One of the other main attributes of these little delights, which comes through the moment your teeth break through the hot crust and settle into the soft interior of the fritter is how the combination of the dill, parsely, and mint complement the zucchini and brighten the flavor of the dough.  There’s a grassy, springlike freshness to these fritters with each bite being lively and slightly complex without being overpoweringly herbal.  I realized about two-thirds of the way through mincing the herbs by hand, running a knife over them multiple times, that I was doing it the hard way.  If you have a mezzaluna, I recommend taking that route instead to save time and give you more uniform results.

Mixture for the Herbed Zucchini-Feta Fritters

Once the drained zucchini and herbs are combined with the feta, egg, and flour, it comes out looking like this.  While the mixture sets in the fridge, it is the perfect time to turn to making the sauce.

Cucumber-Yogurt-Mint Sauce

As you can see from the second photo, my sauce didn’t come out looking anything like the one that Chef Senol had created.  Although the recipe called for everything to be mixed separately into the yogurt, I wonder if it had all been put through the food processor which would then capture more of the color of the mint in the final product.  Also, my cucumber didn’t seem to be as finely minced as hers.  Next time, I’m going to experiment with the sauce a bit more to see if I can get it to be gorgeously silken and light-green-hued as hers.

Frying the first side

I ended up shallow frying these, rather than deep frying them in a saucepan, per the instructions.  This took a bit longer to cook them, but I don’t think the results came out any less perfect.  I don’t have a deep-fryer in my house, so next time, I’ll have to figure out how to use that technique without making a complete mess of my kitchen and setting off the smoke detector.
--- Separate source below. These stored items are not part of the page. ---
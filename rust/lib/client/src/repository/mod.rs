//! One repository per backend resource.
//!
//! Every method is exactly one network call. Results are domain values or
//! an [`nework_core::AppError`]; there is no retry and no caching.

mod auth;
mod event;
mod job;
mod media;
mod post;
mod user;

pub use auth::AuthRepository;
pub use event::EventRepository;
pub use job::JobRepository;
pub use media::{LocalFile, MediaRepository};
pub use post::PostRepository;
pub use user::UserRepository;
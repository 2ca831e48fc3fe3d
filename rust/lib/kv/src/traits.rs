use crate::error::KVError;

/// Byte-oriented key-value storage.
///
/// Keys are namespaced by convention (`auth:token`); see [`crate::Namespace`]
/// for a typed view over one prefix. `apply` is atomic: either every
/// upsert and removal lands or none does.
pub trait KVStore: Send + Sync {
    /// Get the value for a key. Returns None if the key does not exist.
    fn get(&self, key: &str) -> Result<Option<Vec<u8>>, KVError>;

    /// Write `upserts` and delete `removals` in one transaction.
    /// Removing a missing key is not an error.
    fn apply(&self, upserts: &[(&str, &[u8])], removals: &[&str]) -> Result<(), KVError>;

    /// Scan all keys starting with `prefix`. Returns sorted (key, value) pairs.
    fn scan(&self, prefix: &str) -> Result<Vec<(String, Vec<u8>)>, KVError>;

    fn set(&self, key: &str, value: &[u8]) -> Result<(), KVError> {
        self.apply(&[(key, value)], &[])
    }

    fn delete(&self, key: &str) -> Result<(), KVError> {
        self.apply(&[], &[key])
    }

    fn batch_set(&self, entries: &[(&str, &[u8])]) -> Result<(), KVError> {
        self.apply(entries, &[])
    }

    fn batch_delete(&self, keys: &[&str]) -> Result<(), KVError> {
        self.apply(&[], keys)
    }
}
use nework_core::{AppError, PushToken, Token};

use super::media::LocalFile;
use crate::api::ApiClient;
use crate::transport::ApiRequest;

#[derive(Clone)]
pub struct AuthRepository {
    api: ApiClient,
}

impl AuthRepository {
    pub fn new(api: ApiClient) -> Self {
        Self { api }
    }

    /// Form-encoded `login` / `pass`.
    pub async fn sign_in(&self, login: &str, pass: &str) -> Result<Token, AppError> {
        let request = ApiRequest::post("api/users/authentication").form(&[("login", login), ("pass", pass)]);
        self.api.fetch(request).await
    }

    /// Multipart registration with an optional avatar in `file`.
    pub async fn sign_up(
        &self,
        login: &str,
        pass: &str,
        name: &str,
        avatar: Option<&LocalFile>,
    ) -> Result<Token, AppError> {
        let files = avatar
            .map(|f| vec![f.part("file", f.mime.as_deref().unwrap_or("image/*"))])
            .unwrap_or_default();
        let request = ApiRequest::post("api/users/registration")
            .multipart(&[("login", login), ("pass", pass), ("name", name)], files);
        self.api.fetch(request).await
    }

    pub async fn save_push_token(&self, token: &PushToken) -> Result<(), AppError> {
        let body = serde_json::to_value(token).map_err(|_| AppError::Unknown)?;
        self.api
            .execute(ApiRequest::post("api/users/push-tokens").json(body))
            .await
    }
}

#[cfg(test)]
mod tests {
    use super::*;
    use crate::testing::FakeTransport;
    use crate::transport::{Method, RequestBody};
    use std::sync::Arc;

    fn repo() -> (Arc<FakeTransport>, AuthRepository) {
        let fake = Arc::new(FakeTransport::new());
        (fake.clone(), AuthRepository::new(ApiClient::new(fake)))
    }

    #[tokio::test]
    async fn sign_in_is_form_encoded() {
        let (fake, repo) = repo();
        fake.respond(Method::Post, "api/users/authentication", 200, r#"{"id":7,"token":"t"}"#);

        let token = repo.sign_in("alice", "pw").await.unwrap();
        assert_eq!(token.id, 7);
        assert_eq!(
            fake.requests()[0].body,
            RequestBody::Form(vec![
                ("login".to_string(), "alice".to_string()),
                ("pass".to_string(), "pw".to_string()),
            ])
        );
    }

    #[tokio::test]
    async fn sign_up_without_avatar_has_no_file() {
        let (fake, repo) = repo();
        fake.respond(Method::Post, "api/users/registration", 200, r#"{"id":8,"token":"t8"}"#);

        repo.sign_up("bob", "pw", "Bob", None).await.unwrap();
        match &fake.requests()[0].body {
            RequestBody::Multipart { fields, files } => {
                assert_eq!(fields.len(), 3);
                assert_eq!(fields[2], ("name".to_string(), "Bob".to_string()));
                assert!(files.is_empty());
            }
            other => panic!("unexpected body {:?}", other),
        }
    }

    #[tokio::test]
    async fn sign_up_avatar_keeps_its_type() {
        let (fake, repo) = repo();
        fake.respond(Method::Post, "api/users/registration", 200, r#"{"id":8,"token":"t8"}"#);

        let avatar = LocalFile::new("me.png", vec![0x89]);
        repo.sign_up("bob", "pw", "Bob", Some(&avatar)).await.unwrap();
        match &fake.requests()[0].body {
            RequestBody::Multipart { files, .. } => assert_eq!(files[0].mime, "image/png"),
            other => panic!("unexpected body {:?}", other),
        }
    }

    #[tokio::test]
    async fn push_token() {
        let (fake, repo) = repo();
        fake.respond(Method::Post, "api/users/push-tokens", 200, "");
        repo.save_push_token(&PushToken { token: "p".into() }).await.unwrap();
        assert_eq!(fake.count(Method::Post, "api/users/push-tokens"), 1);
    }
}
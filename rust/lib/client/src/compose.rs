//! Forms that create something: a session, a post, an event, a job.
//!
//! Every form publishes a [`ComposeState`]. Local validation failures are
//! reported as `AppError::Api` with a readable reason and never reach the
//! network.

use std::future::Future;
use std::sync::Arc;

use chrono::{DateTime, SecondsFormat, Utc};
use nework_core::{AppError, Attachment, Coordinates, Event, EventType, Job, Post};
use tokio::sync::watch;
use tracing::info;

use crate::auth::{AppAuth, Credential};
use crate::observable::{Observable, SubscriptionId};
use crate::repository::{AuthRepository, EventRepository, JobRepository, LocalFile, MediaRepository, PostRepository};

/// Upper bound for any uploaded file.
pub const MAX_FILE_SIZE: usize = 15 * 1024 * 1024;

const AVATAR_TYPES: &[&str] = &["image/jpeg", "image/png"];

#[derive(Debug, Clone, PartialEq, Eq, Default)]
pub struct ComposeState {
    pub busy: bool,
    pub error: Option<AppError>,
    pub success: bool,
}

struct Form {
    state: Observable<ComposeState>,
}

impl Form {
    fn new() -> Self {
        Self {
            state: Observable::new(ComposeState::default()),
        }
    }

    /// Publish busy, run `work`, publish its outcome.
    async fn run<T, Fut>(&self, work: Fut) -> Result<T, AppError>
    where
        Fut: Future<Output = Result<T, AppError>>,
    {
        self.state.set(ComposeState {
            busy: true,
            error: None,
            success: false,
        });
        let result = work.await;
        self.state.set(ComposeState {
            busy: false,
            error: result.as_ref().err().cloned(),
            success: result.is_ok(),
        });
        result
    }
}

macro_rules! form_observers {
    () => {
        pub fn state(&self) -> ComposeState {
            self.form.state.get()
        }

        pub fn subscribe(&self, handler: impl Fn(&ComposeState) + Send + Sync + 'static) -> SubscriptionId {
            self.form.state.subscribe(handler)
        }

        pub fn watch(&self) -> watch::Receiver<ComposeState> {
            self.form.state.watch()
        }
    };
}

fn require(value: &str, message: &str) -> Result<(), AppError> {
    if value.trim().is_empty() {
        Err(AppError::api(message))
    } else {
        Ok(())
    }
}

fn check_size(file: &LocalFile) -> Result<(), AppError> {
    if file.size() > MAX_FILE_SIZE {
        return Err(AppError::api("File must not exceed 15 MB"));
    }
    Ok(())
}

/// Upload a local attachment and describe it for an entity body.
async fn upload_attachment(media: &MediaRepository, file: &LocalFile) -> Result<Attachment, AppError> {
    let kind = file
        .attachment_type()
        .ok_or_else(|| AppError::api("Unsupported attachment type"))?;
    check_size(file)?;
    let uploaded = media.upload(file, kind).await?;
    Ok(Attachment {
        url: uploaded.url,
        kind,
    })
}

/// Server 400s on the auth endpoints carry no useful text; replace them.
fn rephrase_rejection(error: AppError, message: &str) -> AppError {
    match error {
        AppError::Api(_) => AppError::api(message),
        other => other,
    }
}

// ── Sign in / sign up ───────────────────────────────────────────────

pub struct SignInForm {
    form: Form,
    repo: AuthRepository,
    auth: Arc<AppAuth>,
}

impl SignInForm {
    pub fn new(repo: AuthRepository, auth: Arc<AppAuth>) -> Self {
        Self {
            form: Form::new(),
            repo,
            auth,
        }
    }

    form_observers!();

    pub async fn submit(&self, login: &str, pass: &str) -> Result<(), AppError> {
        self.form
            .run(async {
                require(login, "Login must not be empty")?;
                require(pass, "Password must not be empty")?;
                let token = self
                    .repo
                    .sign_in(login.trim(), pass)
                    .await
                    .map_err(|e| rephrase_rejection(e, "Incorrect login or password"))?;
                info!(login = login.trim(), "sign-in accepted");
                self.auth.set_credential(Some(Credential::from(token)));
                Ok(())
            })
            .await
    }
}

#[derive(Debug, Clone, Default)]
pub struct SignUpDraft {
    pub login: String,
    pub name: String,
    pub pass: String,
    /// Repeated password, checked when present.
    pub confirm: Option<String>,
    pub avatar: Option<LocalFile>,
}

pub struct SignUpForm {
    form: Form,
    repo: AuthRepository,
    auth: Arc<AppAuth>,
}

impl SignUpForm {
    pub fn new(repo: AuthRepository, auth: Arc<AppAuth>) -> Self {
        Self {
            form: Form::new(),
            repo,
            auth,
        }
    }

    form_observers!();

    pub async fn submit(&self, draft: &SignUpDraft) -> Result<(), AppError> {
        self.form
            .run(async {
                validate_sign_up(draft)?;
                let token = self
                    .repo
                    .sign_up(draft.login.trim(), &draft.pass, draft.name.trim(), draft.avatar.as_ref())
                    .await
                    .map_err(|e| rephrase_rejection(e, "User with this login already exists"))?;
                info!(login = draft.login.trim(), "registration accepted");
                self.auth.set_credential(Some(Credential::from(token)));
                Ok(())
            })
            .await
    }
}

fn validate_sign_up(draft: &SignUpDraft) -> Result<(), AppError> {
    require(&draft.login, "Login must not be empty")?;
    require(&draft.name, "Name must not be empty")?;
    require(&draft.pass, "Password must not be empty")?;
    if let Some(confirm) = &draft.confirm {
        if *confirm != draft.pass {
            return Err(AppError::api("Passwords do not match"));
        }
    }
    if let Some(avatar) = &draft.avatar {
        let mime = avatar.mime.as_deref().unwrap_or_default();
        if !AVATAR_TYPES.contains(&mime) {
            return Err(AppError::api("Avatar must be a JPEG or PNG image"));
        }
        check_size(avatar)?;
    }
    Ok(())
}

// ── Post ────────────────────────────────────────────────────────────

#[derive(Debug, Clone, Default)]
pub struct PostDraft {
    pub content: String,
    pub link: Option<String>,
    pub coords: Option<Coordinates>,
    pub mention_ids: Vec<i64>,
    pub attachment: Option<LocalFile>,
}

pub struct PostComposer {
    form: Form,
    posts: PostRepository,
    media: MediaRepository,
}

impl PostComposer {
    pub fn new(posts: PostRepository, media: MediaRepository) -> Self {
        Self {
            form: Form::new(),
            posts,
            media,
        }
    }

    form_observers!();

    pub async fn submit(&self, draft: &PostDraft) -> Result<Post, AppError> {
        self.form
            .run(async {
                require(&draft.content, "Content must not be empty")?;
                let attachment = match &draft.attachment {
                    Some(file) => Some(upload_attachment(&self.media, file).await?),
                    None => None,
                };
                let post = Post {
                    link: draft.link.clone().filter(|l| !l.trim().is_empty()),
                    coords: draft.coords,
                    mention_ids: draft.mention_ids.clone(),
                    attachment,
                    ..Post::draft(draft.content.trim())
                };
                self.posts.save(&post).await
            })
            .await
    }
}

// ── Event ───────────────────────────────────────────────────────────

#[derive(Debug, Clone)]
pub struct EventDraft {
    pub content: String,
    pub datetime: DateTime<Utc>,
    pub kind: EventType,
    pub link: Option<String>,
    pub coords: Option<Coordinates>,
    pub speaker_ids: Vec<i64>,
    pub attachment: Option<LocalFile>,
}

impl EventDraft {
    pub fn new(content: impl Into<String>, datetime: DateTime<Utc>, kind: EventType) -> Self {
        Self {
            content: content.into(),
            datetime,
            kind,
            link: None,
            coords: None,
            speaker_ids: Vec::new(),
            attachment: None,
        }
    }
}

pub struct EventComposer {
    form: Form,
    events: EventRepository,
    media: MediaRepository,
}

impl EventComposer {
    pub fn new(events: EventRepository, media: MediaRepository) -> Self {
        Self {
            form: Form::new(),
            events,
            media,
        }
    }

    form_observers!();

    pub async fn submit(&self, draft: &EventDraft) -> Result<Event, AppError> {
        self.form
            .run(async {
                require(&draft.content, "Content must not be empty")?;
                let attachment = match &draft.attachment {
                    Some(file) => Some(upload_attachment(&self.media, file).await?),
                    None => None,
                };
                let datetime = draft.datetime.to_rfc3339_opts(SecondsFormat::Secs, true);
                let event = Event {
                    link: draft.link.clone().filter(|l| !l.trim().is_empty()),
                    coords: draft.coords,
                    speaker_ids: draft.speaker_ids.clone(),
                    attachment,
                    ..Event::draft(draft.content.trim(), datetime, draft.kind)
                };
                self.events.save(&event).await
            })
            .await
    }
}

// ── Job ─────────────────────────────────────────────────────────────

#[derive(Debug, Clone)]
pub struct JobDraft {
    pub name: String,
    pub position: String,
    pub start: DateTime<Utc>,
    pub finish: Option<DateTime<Utc>>,
    pub link: Option<String>,
}

pub struct JobComposer {
    form: Form,
    jobs: JobRepository,
}

impl JobComposer {
    pub fn new(jobs: JobRepository) -> Self {
        Self { form: Form::new(), jobs }
    }

    form_observers!();

    pub async fn submit(&self, draft: &JobDraft) -> Result<Job, AppError> {
        self.form
            .run(async {
                require(&draft.name, "Company name must not be empty")?;
                require(&draft.position, "Position must not be empty")?;
                if draft.finish.is_some_and(|f| f < draft.start) {
                    return Err(AppError::api("Finish date must not precede start date"));
                }
                let job = Job {
                    id: 0,
                    name: draft.name.trim().to_string(),
                    position: draft.position.trim().to_string(),
                    start: draft.start.to_rfc3339_opts(SecondsFormat::Secs, true),
                    finish: draft.finish.map(|f| f.to_rfc3339_opts(SecondsFormat::Secs, true)),
                    link: draft.link.clone().filter(|l| !l.trim().is_empty()),
                };
                self.jobs.save(&job).await
            })
            .await
    }
}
Flipping them over to the second side

These do cook up quite quickly, with the crust becoming a beautiful golden brown.

First batch is almost ready

I divided the recipe in half, so I was able to cook everything in two batches.  This made about 10 fritters that were about two tablespoons of batter each.  Some were a bit bigger than that, so if you were more precise and uniform than I when dropping the zucchini mixture into the pan, you could get about 12-14 fritters from half a batch.

Herbed Zucchini-Feta Fritters with Yogurt-Cucumber-Mint Sauce (Mücver)

Here’s my results.  While they didn’t come out looking exactly the same as the ones that our group enjoyed during Chef Senol’s demo, they were no less delicious.  The hot, crisp fritters combined with  creamy, refreshing yogurt sauce made a wonderful snack.  I would definitely make these again, especially when faced with the end of the summer bounty of herbs and zucchini.

Buon appetito!

Pasta with Zucchini and Zucchini Flowers (Pasta alle zucchine e fiori di zucca)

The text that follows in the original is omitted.